pub async fn update_template(
    store: &dyn OfferStore,
    id: Uuid,
    req: UpdateTemplateRequest,
    now: DateTime<Utc>,
) -> Result<TemplateResponse, AppError> {
    let mut template = get_template(store, id).await?;
    let loaded_version = template.version;

    if let Some(expected) = req.expected_version {
        if expected != loaded_version {
            return Err(AppError::Conflict(format!(
                "Template {id} is at version {loaded_version}, not {expected}"
            )));
        }
    }

    let mut touched = false;
    if let Some(name) = req.name.map(|n| n.trim().to_string()) {
        if name.is_empty() {
            return Err(AppError::Validation("Template name cannot be empty".to_string()));
        }
        touched |= name != template.name;
        template.name = name;
    }
    if let Some(active) = req.is_active {
        touched |= active != template.is_active;
        template.is_active = active;
    }
    if let Some(content) = req.content {
        touched |= apply_content_change(&mut template, content, req.changed_by.as_deref(), now);
    }

    let validation = ensure_valid(&template)?;
    if touched {
        template.updated_at = now;
        store.save_template(&template, loaded_version).await?;
        info!("Saved template {} at version {}", template.id, template.version);
    }

    Ok(TemplateResponse {
        template,
        validation,
    })
}

pub async fn template_history(
    store: &dyn OfferStore,
    id: Uuid,
) -> Result<Vec<VersionEntry>, AppError> {
    let template = get_template(store, id).await?;
    // Newest first for the editor.
    Ok(template.version_history.iter().rev().cloned().collect())
}

pub async fn restore_template_version(
    store: &dyn OfferStore,
    id: Uuid,
    version: i32,
    changed_by: Option<&str>,
    now: DateTime<Utc>,
) -> Result<TemplateResponse, AppError> {
    let mut template = get_template(store, id).await?;
    let loaded_version = template.version;

    if restore_version(&mut template, version, changed_by, now)? {
        store.save_template(&template, loaded_version).await?;
        info!(
            "Restored template {} to v{} content as v{}",
            template.id, version, template.version
        );
    }

    Ok(TemplateResponse {
        validation: validate(&template),
        template,
    })
}

pub async fn validate_template(store: &dyn OfferStore, id: Uuid) -> Result<ValidationReport, AppError> {
    let template = get_template(store, id).await?;
    Ok(validate(&template))
}

/// Looks up the company policy for a render. A referenced company that does
/// not exist fails the operation; no reference at all means default policy.
pub async fn resolve_policy(
    store: &dyn OfferStore,
    company_id: Option<Uuid>,
    inline: Option<CompanyPolicy>,
) -> Result<Option<CompanyPolicy>, AppError> {
    match company_id {
        Some(cid) => {
            let mut policy = store
                .fetch_company(cid)
                .await?
                .ok_or_else(|| AppError::NotFound(format!("Company {cid} not found")))?;
            policy.company_id.get_or_insert(cid);
            Ok(Some(policy))
        }
        None => Ok(inline),
    }
}
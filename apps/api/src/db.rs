use anyhow::{Context, Result};
use sqlx::postgres::PgPoolOptions;
use sqlx::PgPool;
use tracing::info;

/// Creates a PostgreSQL connection pool and applies pending migrations.
pub async fn create_pool(database_url: &str) -> Result<PgPool> {
    info!("Connecting to PostgreSQL...");

    let pool = PgPoolOptions::new()
        .max_connections(10)
        .connect(database_url)
        .await?;

    info!("PostgreSQL connection pool established");

    sqlx::migrate!("./migrations")
        .run(&pool)
        .await
        .context("Failed to apply database migrations")?;

    info!("Database migrations applied");
    Ok(pool)
}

What you have to do ▸
For the listing above, print only the lines starting at the line containing "name cannot be" and ending at the line containing "if let Some(content)", exactly, both included.

Response to this task ▸
            return Err(AppError::Validation("Template name cannot be empty".to_string()));
        }
        touched |= name != template.name;
        template.name = name;
    }
    if let Some(active) = req.is_active {
        touched |= active != template.is_active;
        template.is_active = active;
    }
    if let Some(content) = req.content {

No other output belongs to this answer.